Equinescienceupdate.com - Full Article
Hormonal disturbance (endocrinopathy) appears to be a common underlying cause of laminitis according to research from Finland.
The study, conducted between April 2007 and August 2008 at Helsinki University Equine Teaching Hospital, looked for signs of endocrinopathy in all cases of laminitis presented for examination. Almost 90% of horses with laminitis had endocrine abnormalities.
Hyperinsulinaemia, associated with obesity was the most common cause, accounting for two thirds of all cases of endocrinopathic laminitis. Cushing’s disease (or Pituitary Pars Intermedia Dysfunction: PPID) was responsible for a third of the endocrine-associated laminitis cases.
Dr Ninja Karikoski and colleagues examined 36 horses and ponies with laminitis. Thirty-two of them (89%) had signs of endocrinopathy.
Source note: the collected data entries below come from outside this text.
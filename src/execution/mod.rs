// Turning signals into swaps and following them to finality

pub mod monitor;

use chrono::{DateTime, Utc};
use serde::{Deserialize, Serialize};
use std::fmt;
use std::future::Future;
use std::sync::atomic::{AtomicU64, Ordering};
use std::sync::Mutex;
use tracing::info;

use crate::config::ExecutionConfig;
use crate::core::types::Signal;
use crate::error::EngineResult;

pub use monitor::{MonitorOutcome, TxMonitor};

/// A request to swap `amount` of `input` into `output`
#[derive(Debug, Clone, PartialEq, Serialize, Deserialize)]
pub struct SwapRequest {
    pub input: String,
    pub output: String,
    pub amount: f64,
}

impl fmt::Display for SwapRequest {
    fn fmt(&self, f: &mut fmt::Formatter<'_>) -> fmt::Result {
        write!(f, "{} {} -> {}", self.amount, self.input, self.output)
    }
}

/// Buy spends the base currency on the quote currency, Sell goes the other
/// way, DoNothing produces no swap.
pub fn swap_for_signal(signal: Signal, config: &ExecutionConfig) -> Option<SwapRequest> {
    match signal {
        Signal::Buy => Some(SwapRequest {
            input: config.base_currency.clone(),
            output: config.quote_currency.clone(),
            amount: config.buy_order_size,
        }),
        Signal::Sell => Some(SwapRequest {
            input: config.quote_currency.clone(),
            output: config.base_currency.clone(),
            amount: config.sell_order_size,
        }),
        Signal::DoNothing => None,
    }
}

/// Commitment levels a submitted transaction passes through, in order
#[derive(Debug, Clone, Copy, PartialEq, Eq, Serialize, Deserialize)]
pub enum CommitmentStage {
    Processed,
    Confirmed,
    Finalized,
}

impl CommitmentStage {
    pub const ALL: [CommitmentStage; 3] = [
        CommitmentStage::Processed,
        CommitmentStage::Confirmed,
        CommitmentStage::Finalized,
    ];
}

/// Submits swaps and returns a transaction id
#[allow(async_fn_in_trait)]
pub trait SwapExecutor {
    async fn submit(&self, request: &SwapRequest) -> EngineResult<String>;
}

/// Answers whether a transaction has reached a commitment stage.
/// `Ok(false)` means "not yet" (or the transaction reported an
/// instruction error); both cost a monitor attempt.
pub trait CommitmentSource {
    fn check(&self, tx_id: &str, stage: CommitmentStage) -> impl Future<Output = EngineResult<bool>> + Send;
}

/// A swap accepted by the paper executor
#[derive(Debug, Clone, PartialEq, Serialize)]
pub struct PaperFill {
    pub tx_id: String,
    pub request: SwapRequest,
    pub submitted_at: DateTime<Utc>,
}

/// Dry-run executor: logs swaps and hands out sequential ids that are
/// immediately final
#[derive(Debug, Default)]
pub struct PaperExecutor {
    next_id: AtomicU64,
    submitted: Mutex<Vec<PaperFill>>,
}

impl PaperExecutor {
    pub fn new() -> Self {
        Self::default()
    }

    pub fn submitted(&self) -> Vec<PaperFill> {
        self.submitted
            .lock()
            .unwrap_or_else(|poisoned| poisoned.into_inner())
            .clone()
    }
}

impl SwapExecutor for PaperExecutor {
    async fn submit(&self, request: &SwapRequest) -> EngineResult<String> {
        let id = self.next_id.fetch_add(1, Ordering::Relaxed) + 1;
        let tx_id = format!("paper-{:06}", id);

        self.submitted
            .lock()
            .unwrap_or_else(|poisoned| poisoned.into_inner())
            .push(PaperFill {
                tx_id: tx_id.clone(),
                request: request.clone(),
                submitted_at: Utc::now(),
            });

        info!("🧪 Paper swap {}: {}", tx_id, request);
        Ok(tx_id)
    }
}

impl CommitmentSource for PaperExecutor {
    fn check(&self, _tx_id: &str, _stage: CommitmentStage) -> impl Future<Output = EngineResult<bool>> + Send {
        async { Ok(true) }
    }
}

#[cfg(test)]
mod tests {
    use super::*;

    #[test]
    fn test_swap_direction_follows_signal() {
        let config = ExecutionConfig::default();

        let buy = swap_for_signal(Signal::Buy, &config).unwrap();
        assert_eq!(buy.input, config.base_currency);
        assert_eq!(buy.output, config.quote_currency);
        assert_eq!(buy.amount, config.buy_order_size);

        let sell = swap_for_signal(Signal::Sell, &config).unwrap();
        assert_eq!(sell.input, config.quote_currency);
        assert_eq!(sell.output, config.base_currency);
        assert_eq!(sell.amount, config.sell_order_size);

        assert!(swap_for_signal(Signal::DoNothing, &config).is_none());
    }

    #[tokio::test]
    async fn test_paper_executor_ids_and_log() {
        let executor = PaperExecutor::new();
        let request = swap_for_signal(Signal::Buy, &ExecutionConfig::default()).unwrap();

        assert_eq!(executor.submit(&request).await.unwrap(), "paper-000001");
        assert_eq!(executor.submit(&request).await.unwrap(), "paper-000002");
        let fills = executor.submitted();
        assert_eq!(fills.len(), 2);
        assert_eq!(fills[1].tx_id, "paper-000002");
        assert!(fills[0].submitted_at <= fills[1].submitted_at);
        assert!(executor.check("paper-000001", CommitmentStage::Finalized).await.unwrap());
    }
}
// Grid Signal Engine - command line entry point

use clap::{Parser, Subcommand};
use std::path::Path;
use std::sync::Arc;
use std::time::Duration;
use tracing::{error, info, warn};

use grid_signal_engine::{
    logging, Config, EngineError, EngineResult, GridManager, KrakenTickerFeed, LoggingConfig,
    PaperExecutor, ReplayFeed, Trader,
};

#[derive(Parser)]
#[command(name = "grid-signal")]
#[command(version)]
#[command(about = "RSI/RSX grid signal engine", long_about = None)]
struct Cli {
    /// Enable verbose logging
    #[arg(short, long, global = true)]
    verbose: bool,

    /// Configuration file path
    #[arg(short, long, global = true, default_value = "config.toml")]
    config: String,

    #[command(subcommand)]
    command: Commands,
}

#[derive(Subcommand)]
enum Commands {
    /// Write a default configuration file
    Init {
        /// Overwrite an existing file
        #[arg(long)]
        force: bool,
    },

    /// Feed recorded prices through the engine and print one signal per sample
    Replay {
        /// File with one price per line (or CSV with price in the last column)
        file: String,

        /// Print full decision records as JSON lines
        #[arg(long)]
        json: bool,
    },

    /// Trade live prices from Kraken with paper execution
    Run {
        /// Stop after this many samples
        #[arg(short, long)]
        samples: Option<u64>,
    },

    /// Print the effective configuration (file plus GRID_* overrides)
    ShowConfig,
}

#[tokio::main]
async fn main() {
    let cli = Cli::parse();

    // Logging comes from the config file when it loads; fall back to defaults
    // so config errors are still visible
    let loaded = match &cli.command {
        Commands::Init { .. } => None,
        _ => Some(Config::from_file(&cli.config)),
    };
    let logging_config = match &loaded {
        Some(Ok(config)) => config.logging.clone(),
        _ => LoggingConfig::default(),
    };
    logging::init_logging(&logging_config, cli.verbose);

    let result = match cli.command {
        Commands::Init { force } => init_config(&cli.config, force),
        command => match loaded {
            Some(Ok(config)) => run_command(command, config).await,
            Some(Err(e)) => Err(EngineError::Config(e)),
            None => Ok(()),
        },
    };

    if let Err(e) = result {
        error!("❌ {} error: {}", e.category(), e);
        if matches!(e, EngineError::Config(_)) {
            error!("💡 Run: grid-signal init, then edit {}", cli.config);
        }
        std::process::exit(1);
    }
}

async fn run_command(command: Commands, config: Config) -> EngineResult<()> {
    match command {
        Commands::Replay { file, json } => replay(&file, json, &config),
        Commands::Run { samples } => run_live(samples, config).await,
        Commands::ShowConfig => {
            let rendered = toml::to_string_pretty(&config)
                .map_err(|e| EngineError::Internal(e.to_string()))?;
            println!("{}", rendered);
            Ok(())
        }
        Commands::Init { .. } => Ok(()),
    }
}

fn init_config(path: &str, force: bool) -> EngineResult<()> {
    if Path::new(path).exists() && !force {
        warn!("⚠️  {} already exists, skipping (use --force to overwrite)", path);
        return Ok(());
    }

    Config::default().to_file(path)?;
    info!("📝 Created {}", path);
    Ok(())
}

fn replay(file: &str, json: bool, config: &Config) -> EngineResult<()> {
    let settings = config.strategy.to_settings()?;
    let mut manager = GridManager::new(settings)?;
    let feed = ReplayFeed::from_file(file)?;
    info!("▶️  Replaying {} prices from {}", feed.remaining(), file);

    for (n, price) in feed.enumerate() {
        let decision = manager.process_detailed(price)?;
        if json {
            println!("{}", serde_json::to_string(&decision).map_err(|e| EngineError::Internal(e.to_string()))?);
        } else {
            println!("{:>6}  {:>14.4}  {:>6.2}  {}", n + 1, price, decision.oscillator, decision.signal);
        }
    }

    let snapshot = manager.snapshot();
    info!(
        "🏁 Replay done: {} samples, last signal {} at line {} ({:.2})",
        snapshot.samples_processed, snapshot.last_signal, snapshot.last_signal_index, snapshot.signal_line
    );
    Ok(())
}

async fn run_live(samples: Option<u64>, config: Config) -> EngineResult<()> {
    if !config.execution.dry_run {
        return Err(EngineError::InvalidParameter(
            "execution.dry_run".to_string(),
            "only paper execution is available; set dry_run = true".to_string(),
        ));
    }

    let settings = config.strategy.to_settings()?;
    let manager = GridManager::new(settings)?;
    let feed = KrakenTickerFeed::connect(&config.feed.ws_url, &config.feed.trading_pair).await?;
    let executor = Arc::new(PaperExecutor::new());
    let interval = Duration::from_secs(config.feed.interval_seconds);

    info!(
        "🚀 Trading {} every {}s ({} -> {} swaps, paper mode)",
        config.feed.trading_pair, config.feed.interval_seconds, config.execution.base_currency, config.execution.quote_currency
    );

    let mut trader = Trader::new(feed, manager, executor, config.execution.clone(), interval);

    tokio::select! {
        result = trader.run(samples) => {
            result?;
        }
        _ = tokio::signal::ctrl_c() => {
            info!("🛑 Received shutdown signal");
        }
    }

    let summary = trader.drain_monitors().await;
    info!("📊 Session summary:");
    info!("   Samples: {}", summary.samples);
    info!("   Buys: {} | Sells: {}", summary.buys, summary.sells);
    info!("   Feed errors: {} | Swap errors: {}", summary.feed_errors, summary.swap_errors);
    info!("   Finalized: {} | Unconfirmed: {}", summary.finalized, summary.unconfirmed);
    Ok(())
}
// Core signal engine: pure, synchronous, no I/O beyond tracing

pub mod types;
pub mod grid_ladder;
pub mod rsi;
pub mod rsx;
pub mod indicator;
pub mod crossing;
pub mod filters;
pub mod grid_manager;

// Re-export commonly used types
pub use types::{Aggression, GridSettings, MarketBias, NoTradeZone, OscillatorKind, Signal};
pub use grid_ladder::GridLadder;
pub use indicator::Oscillator;
pub use crossing::{Crossings, Reading};
pub use filters::{FilterPipeline, FilterTrace, SignalFlags};
pub use grid_manager::{GridManager, GridSnapshot, SignalDecision};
A full report of the research has been published in the journal Domestic Animal Endocrinopathy.
Eleven horses had signs of PPID - hirsutism (long curly coat) and increased basal ACTH concentration or typical response to a dexamethasone suppression test.
Twenty-one horses had raised basal levels of insulin in the blood without signs of hirsutism. All but one of these hyperinsulinaemic horses were overweight. Twelve had a body condition score (BCS) of four, (on a scale from zero to five, where five is obese) and eight had BCS of five...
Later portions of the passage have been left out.